For some, a traditional ballet company environment didn’t offer enough opportunities for analytical thought. Johnson, who danced for 28 years as a principal at DTH, admitted that it wasn’t until she retired and became the founding editor of Pointe that she started to learn how to trust her vision (as a former dancer and Pointe‘s current editor, I could relate). “I suddenly needed to question and observe for myself,” she says, adding that through running a magazine and serving as its creative visionary, she found her voice—something that’s proved useful since taking the helm of DTH in 2009. For Harper, who also began her career at DTH, moving to Europe to work with Forsythe at Ballet Frankfurt “was the most exceptional experience of my life.” She found both empowerment and equity through Forsythe’s creative process and the company’s collaborative environment. “Everyone there had something to say.” Now in her own work, she says, “the thing that drives me is how do we empower each other and create more equity?”

Cox talked candidly about why she once saw her more curvaceous body as a curse (one artistic director even told her to get a breast reduction). She suspected it cost her a position at Pennsylvania Ballet when she was 17, although she eventually joined the company later in her career. She also opened up about the intensity of running BalletX on her own after her co-founder, Matthew Neenan, stepped down to focus on choreography. “People had a lot of doubts,” she says. Even now, she notices that Neenan is sometimes given more attention in the press, even though Cox serves as BalletX’s artistic and executive director.

Pickett rehearses corps de ballet dancer Jack Thomas for the world premiere of “Tilt.” Photo by Arian Molina Soca, Courtesy Pennsylvania Ballet.

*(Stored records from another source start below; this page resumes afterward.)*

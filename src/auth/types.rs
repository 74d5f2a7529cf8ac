//! Request and response types for the auth API. Requests borrow their fields
//! and deliberately do not implement `Debug`: they carry passwords and codes.

use serde::{Deserialize, Serialize};
use std::fmt;

/// Identity record returned by the backend and persisted under `auth_user`.
#[derive(Clone, Debug, PartialEq, Eq, Serialize, Deserialize)]
#[serde(rename_all = "camelCase")]
pub struct User {
    #[serde(rename = "_id")]
    pub id: String,
    pub email: String,
    #[serde(default, skip_serializing_if = "Option::is_none")]
    pub created_at: Option<String>,
    #[serde(default, skip_serializing_if = "Option::is_none")]
    pub updated_at: Option<String>,
}

#[derive(Serialize)]
pub struct CredentialsRequest<'a> {
    pub email: &'a str,
    pub password: &'a str,
}

#[derive(Serialize)]
pub struct EmailRequest<'a> {
    pub email: &'a str,
}

/// Body for both email verification and reset-code verification.
#[derive(Serialize)]
pub struct CodeRequest<'a> {
    pub email: &'a str,
    pub code: &'a str,
}

#[derive(Serialize)]
#[serde(rename_all = "camelCase")]
pub struct ResetPasswordRequest<'a> {
    pub email: &'a str,
    pub code: &'a str,
    pub new_password: &'a str,
}

#[derive(Serialize)]
#[serde(rename_all = "camelCase")]
pub struct ChangePasswordRequest<'a> {
    pub current_password: &'a str,
    pub new_password: &'a str,
}

/// Payload of a successful register or login.
#[derive(Clone, Deserialize)]
pub struct AuthPayload {
    pub user: User,
    pub token: String,
}

impl fmt::Debug for AuthPayload {
    fn fmt(&self, f: &mut fmt::Formatter<'_>) -> fmt::Result {
        f.debug_struct("AuthPayload")
            .field("user", &self.user)
            .field("token", &"***")
            .finish()
    }
}

/// Payload of a successful email verification.
#[derive(Clone, Default, Deserialize)]
pub struct VerifyEmailPayload {
    #[serde(default)]
    pub token: Option<String>,
}

impl fmt::Debug for VerifyEmailPayload {
    fn fmt(&self, f: &mut fmt::Formatter<'_>) -> fmt::Result {
        f.debug_struct("VerifyEmailPayload")
            .field("token", &self.token.as_ref().map(|_| "***"))
            .finish()
    }
}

While many consider the modern dance world to have a better track record of gender equity, Annie-B Parson and Terry Fox could relate to their fellow panelists. Parson echoed Cox’s experience, noting that in a recent article her dances were mentioned three times, yet her name was not. “Another time I was described as somebody’s wife,” she says (Parson co-directs Big Dance Theater with her husband, Paul Lazar). Parson said she personally sent choreographer Alexei Ratmansky a letter suggesting he attend a diversity-training course after he downplayed the lack of women choreographers in the New York Times last spring (though she says he didn’t reply). Fox, meanwhile, said that she had a difficult time being taken seriously as an artist at the forefront of the improvisational dance movement, and that she was one of the only female curators in New York City’s downtown dance scene as managing/artistic director of the Dancespace Project. “I think there’s danger thinking that women have to be of a different vision,” she says, “in asking that the one woman in the room represent all women.”

Many of the panelists admitted how easy it is to perpetuate the status quo, and acknowledged their responsibility as leaders to create change. “I only realized last year that I was not reaching out to ballet companies [about commissions] besides DTH—I was almost discriminating in my own way,” says Harper.

Cox and Johnson agreed that as directors, they need to be vigilant about equity in programming. “The change that needs to happen is in female hands,” says Johnson. “We get to change it, and that is awesome.”

Pickett hopes to inspire more women to lead by example, and to mentor young people though her Choreographic Essentials workshops. “We must encourage women and men to be part of the conversation, without being vitriolic,” she says. “Because the world is much better when we can all sit at the table and have a discussion as equals.”